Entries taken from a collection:
==*==
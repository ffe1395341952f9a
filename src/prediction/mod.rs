//! Prediction pipeline: validated input, the engine, and result rendering.

pub mod engine;
pub mod input;
pub mod report;

pub use engine::{PredictionResult, TrendPoint, predict};
pub use input::{InputDraft, InputRecord};
//! TOML configuration: model artifact location, activity log, and optional
//! replacement reference tables.

#![allow(missing_docs)]

use std::path::{Path, PathBuf};

use serde::{Deserialize, Serialize};

use crate::core::errors::{CypError, Result};
use crate::reference::{ReferenceData, ReferenceTables};

/// Env var naming a config file when `--config` is not given.
pub const CONFIG_ENV: &str = "CYP_CONFIG";
/// Env var overriding `model.path`.
pub const MODEL_PATH_ENV: &str = "CYP_MODEL_PATH";
/// Artifact looked up in the working directory by default.
pub const DEFAULT_MODEL_FILE: &str = "crop_yield_model.json";

#[derive(Debug, Clone, Default, PartialEq, Serialize, Deserialize)]
#[serde(default)]
pub struct Config {
    pub model: ModelConfig,
    pub logging: LoggingConfig,
    #[serde(skip_serializing_if = "Option::is_none")]
    pub reference: Option<ReferenceTables>,
}

#[derive(Debug, Clone, PartialEq, Eq, Serialize, Deserialize)]
#[serde(default)]
pub struct ModelConfig {
    /// Location of the serialized regression tree.
    pub path: PathBuf,
}

impl Default for ModelConfig {
    fn default() -> Self {
        Self {
            path: PathBuf::from(DEFAULT_MODEL_FILE),
        }
    }
}

#[derive(Debug, Clone, Default, PartialEq, Eq, Serialize, Deserialize)]
#[serde(default)]
pub struct LoggingConfig {
    /// JSONL activity log. Logging is off when unset.
    #[serde(skip_serializing_if = "Option::is_none")]
    pub jsonl_path: Option<PathBuf>,
}

impl Config {
    /// Resolve configuration from an explicit path, then `CYP_CONFIG`, then
    /// built-in defaults, and apply environment overrides.
    pub fn load(explicit: Option<&Path>) -> Result<Self> {
        Self::load_with_env(explicit, |key| std::env::var(key).ok())
    }

    /// [`Config::load`] with an injectable environment lookup.
    pub fn load_with_env(
        explicit: Option<&Path>,
        env: impl Fn(&str) -> Option<String>,
    ) -> Result<Self> {
        let from_env = env(CONFIG_ENV).filter(|v| !v.is_empty()).map(PathBuf::from);
        let mut config = match explicit.map(Path::to_path_buf).or(from_env) {
            Some(path) => Self::from_file(&path)?,
            None => Self::default(),
        };
        if let Some(model_path) = env(MODEL_PATH_ENV).filter(|v| !v.is_empty()) {
            config.model.path = PathBuf::from(model_path);
        }
        config.validate()?;
        Ok(config)
    }

    /// Parse a config file. A missing file is an error, not a default.
    pub fn from_file(path: &Path) -> Result<Self> {
        let raw = std::fs::read_to_string(path).map_err(|source| {
            if source.kind() == std::io::ErrorKind::NotFound {
                CypError::MissingConfig {
                    path: path.to_path_buf(),
                }
            } else {
                CypError::io(path, source)
            }
        })?;
        Ok(toml::from_str(&raw)?)
    }

    pub fn validate(&self) -> Result<()> {
        if self.model.path.as_os_str().is_empty() {
            return Err(CypError::InvalidConfig {
                details: "model.path must not be empty".to_string(),
            });
        }
        if let Some(tables) = &self.reference {
            ReferenceData::from_tables(tables.clone())?;
        }
        Ok(())
    }

    /// Reference data from the `[reference]` section, or the sample tables.
    pub fn reference_data(&self) -> Result<ReferenceData> {
        self.reference
            .clone()
            .map_or_else(|| Ok(ReferenceData::default()), ReferenceData::from_tables)
    }

    pub fn to_toml(&self) -> Result<String> {
        toml::to_string_pretty(self).map_err(|e| CypError::Serialization {
            context: "toml",
            details: e.to_string(),
        })
    }
}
==*==
_ACTIVITY_. In exact wording, restate the lines of the data above from the first through the one holding "off when unset.", and stop after that line.

_YOUR RESPONSE_.
repository ffe1395341952f9a
filename src/prediction/mod.rs
//! Prediction pipeline: validated input, the engine, and result rendering.

pub mod engine;
pub mod input;
pub mod report;

pub use engine::{PredictionResult, TrendPoint, predict};
pub use input::{InputDraft, InputRecord};
//! TOML configuration: model artifact location, activity log, and optional
//! replacement reference tables.

#![allow(missing_docs)]

use std::path::{Path, PathBuf};

use serde::{Deserialize, Serialize};

use crate::core::errors::{CypError, Result};
use crate::reference::{ReferenceData, ReferenceTables};

/// Env var naming a config file when `--config` is not given.
pub const CONFIG_ENV: &str = "CYP_CONFIG";
/// Env var overriding `model.path`.
pub const MODEL_PATH_ENV: &str = "CYP_MODEL_PATH";
/// Artifact looked up in the working directory by default.
pub const DEFAULT_MODEL_FILE: &str = "crop_yield_model.json";

#[derive(Debug, Clone, Default, PartialEq, Serialize, Deserialize)]
#[serde(default)]
pub struct Config {
    pub model: ModelConfig,
    pub logging: LoggingConfig,
    #[serde(skip_serializing_if = "Option::is_none")]
    pub reference: Option<ReferenceTables>,
}

#[derive(Debug, Clone, PartialEq, Eq, Serialize, Deserialize)]
#[serde(default)]
pub struct ModelConfig {
    /// Location of the serialized regression tree.
    pub path: PathBuf,
}

impl Default for ModelConfig {
    fn default() -> Self {
        Self {
            path: PathBuf::from(DEFAULT_MODEL_FILE),
        }
    }
}

#[derive(Debug, Clone, Default, PartialEq, Eq, Serialize, Deserialize)]
#[serde(default)]
pub struct LoggingConfig {
    /// JSONL activity log. Logging is off when unset.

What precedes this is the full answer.